[Recorded data]
----------

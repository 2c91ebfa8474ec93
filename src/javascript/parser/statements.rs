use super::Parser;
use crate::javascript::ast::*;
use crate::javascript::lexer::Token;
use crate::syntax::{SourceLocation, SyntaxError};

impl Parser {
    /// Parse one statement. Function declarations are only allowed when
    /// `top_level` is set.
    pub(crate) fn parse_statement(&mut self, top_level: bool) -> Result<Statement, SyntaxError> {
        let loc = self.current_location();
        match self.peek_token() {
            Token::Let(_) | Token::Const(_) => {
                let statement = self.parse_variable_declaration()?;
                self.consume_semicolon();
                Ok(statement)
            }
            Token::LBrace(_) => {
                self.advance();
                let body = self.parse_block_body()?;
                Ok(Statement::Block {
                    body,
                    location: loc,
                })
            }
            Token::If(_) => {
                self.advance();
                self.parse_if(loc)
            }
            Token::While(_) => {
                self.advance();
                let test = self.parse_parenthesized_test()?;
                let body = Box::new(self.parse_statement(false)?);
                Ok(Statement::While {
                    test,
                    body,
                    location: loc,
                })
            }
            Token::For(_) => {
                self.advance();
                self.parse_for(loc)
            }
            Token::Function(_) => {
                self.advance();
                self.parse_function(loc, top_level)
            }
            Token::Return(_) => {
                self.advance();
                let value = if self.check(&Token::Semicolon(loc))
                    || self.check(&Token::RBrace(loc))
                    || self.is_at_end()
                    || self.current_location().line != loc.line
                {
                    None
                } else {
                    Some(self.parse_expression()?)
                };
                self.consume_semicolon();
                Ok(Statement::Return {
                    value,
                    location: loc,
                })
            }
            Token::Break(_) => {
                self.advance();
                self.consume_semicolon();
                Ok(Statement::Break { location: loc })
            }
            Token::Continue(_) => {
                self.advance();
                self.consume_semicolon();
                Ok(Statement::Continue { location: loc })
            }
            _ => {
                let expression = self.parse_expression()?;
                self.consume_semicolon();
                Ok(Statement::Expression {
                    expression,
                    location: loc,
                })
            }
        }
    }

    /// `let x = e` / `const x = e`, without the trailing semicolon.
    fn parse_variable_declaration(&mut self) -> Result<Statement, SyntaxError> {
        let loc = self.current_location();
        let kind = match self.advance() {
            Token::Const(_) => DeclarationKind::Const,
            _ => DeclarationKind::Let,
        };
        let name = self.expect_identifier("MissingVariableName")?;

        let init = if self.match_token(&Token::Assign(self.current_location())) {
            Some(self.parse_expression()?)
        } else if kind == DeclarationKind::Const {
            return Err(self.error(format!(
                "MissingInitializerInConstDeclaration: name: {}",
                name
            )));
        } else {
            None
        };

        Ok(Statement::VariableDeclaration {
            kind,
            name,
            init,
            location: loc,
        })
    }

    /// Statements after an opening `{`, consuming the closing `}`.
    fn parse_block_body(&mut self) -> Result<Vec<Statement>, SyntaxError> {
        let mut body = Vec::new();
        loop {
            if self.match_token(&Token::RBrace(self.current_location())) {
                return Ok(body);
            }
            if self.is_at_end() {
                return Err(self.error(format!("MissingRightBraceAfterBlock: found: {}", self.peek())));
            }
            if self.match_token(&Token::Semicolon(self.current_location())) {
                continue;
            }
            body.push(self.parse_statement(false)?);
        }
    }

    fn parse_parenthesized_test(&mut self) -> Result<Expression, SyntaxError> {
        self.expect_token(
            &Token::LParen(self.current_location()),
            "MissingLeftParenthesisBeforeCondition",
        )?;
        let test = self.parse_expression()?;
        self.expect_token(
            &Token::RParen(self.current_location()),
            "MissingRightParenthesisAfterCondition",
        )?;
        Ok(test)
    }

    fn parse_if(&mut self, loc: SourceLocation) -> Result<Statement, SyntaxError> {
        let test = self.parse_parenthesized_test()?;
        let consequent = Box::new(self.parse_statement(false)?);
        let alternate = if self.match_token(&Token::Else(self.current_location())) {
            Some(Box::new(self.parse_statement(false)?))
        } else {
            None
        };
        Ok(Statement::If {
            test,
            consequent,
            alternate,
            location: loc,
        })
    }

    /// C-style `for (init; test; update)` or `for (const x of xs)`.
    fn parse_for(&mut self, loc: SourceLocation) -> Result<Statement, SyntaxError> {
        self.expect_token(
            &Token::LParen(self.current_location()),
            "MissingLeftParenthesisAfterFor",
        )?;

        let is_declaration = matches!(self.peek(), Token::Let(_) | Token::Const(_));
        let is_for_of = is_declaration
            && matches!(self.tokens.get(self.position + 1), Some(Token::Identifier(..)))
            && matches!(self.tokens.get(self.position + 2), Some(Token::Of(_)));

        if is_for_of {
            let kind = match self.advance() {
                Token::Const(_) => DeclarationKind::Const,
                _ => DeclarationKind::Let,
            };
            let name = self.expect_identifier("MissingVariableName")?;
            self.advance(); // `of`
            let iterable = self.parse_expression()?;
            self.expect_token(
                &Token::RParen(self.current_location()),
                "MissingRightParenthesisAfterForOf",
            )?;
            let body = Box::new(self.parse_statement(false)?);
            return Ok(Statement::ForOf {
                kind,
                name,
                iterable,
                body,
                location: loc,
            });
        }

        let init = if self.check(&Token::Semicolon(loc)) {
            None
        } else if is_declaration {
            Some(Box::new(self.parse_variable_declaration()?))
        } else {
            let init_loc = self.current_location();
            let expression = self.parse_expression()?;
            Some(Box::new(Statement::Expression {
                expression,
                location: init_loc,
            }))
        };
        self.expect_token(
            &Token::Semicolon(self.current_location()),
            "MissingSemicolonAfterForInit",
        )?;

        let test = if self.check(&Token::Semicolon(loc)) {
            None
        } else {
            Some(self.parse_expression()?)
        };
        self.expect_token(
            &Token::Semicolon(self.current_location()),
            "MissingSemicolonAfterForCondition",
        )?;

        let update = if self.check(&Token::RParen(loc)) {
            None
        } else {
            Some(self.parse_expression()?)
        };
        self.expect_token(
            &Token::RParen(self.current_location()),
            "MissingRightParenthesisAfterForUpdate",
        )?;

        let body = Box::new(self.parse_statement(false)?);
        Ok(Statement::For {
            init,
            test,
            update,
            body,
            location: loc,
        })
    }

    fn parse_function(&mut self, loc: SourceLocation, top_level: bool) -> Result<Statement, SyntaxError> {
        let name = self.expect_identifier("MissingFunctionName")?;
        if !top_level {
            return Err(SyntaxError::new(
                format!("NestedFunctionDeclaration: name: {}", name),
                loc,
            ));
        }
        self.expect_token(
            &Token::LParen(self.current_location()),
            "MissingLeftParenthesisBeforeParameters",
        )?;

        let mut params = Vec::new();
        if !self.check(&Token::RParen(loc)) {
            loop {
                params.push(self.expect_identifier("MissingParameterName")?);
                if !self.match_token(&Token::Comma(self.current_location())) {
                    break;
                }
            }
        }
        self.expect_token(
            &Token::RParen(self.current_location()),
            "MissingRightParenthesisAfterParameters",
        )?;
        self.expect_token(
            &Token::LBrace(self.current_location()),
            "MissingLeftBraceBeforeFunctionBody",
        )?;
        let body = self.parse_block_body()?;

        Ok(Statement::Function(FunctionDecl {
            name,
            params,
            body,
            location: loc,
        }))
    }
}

----------

→ YOUR OBJECTIVE:
Line count for "alternate": say how many lines of the entries above include that word, and give only the number.

→ WRITTEN SOLUTION:
2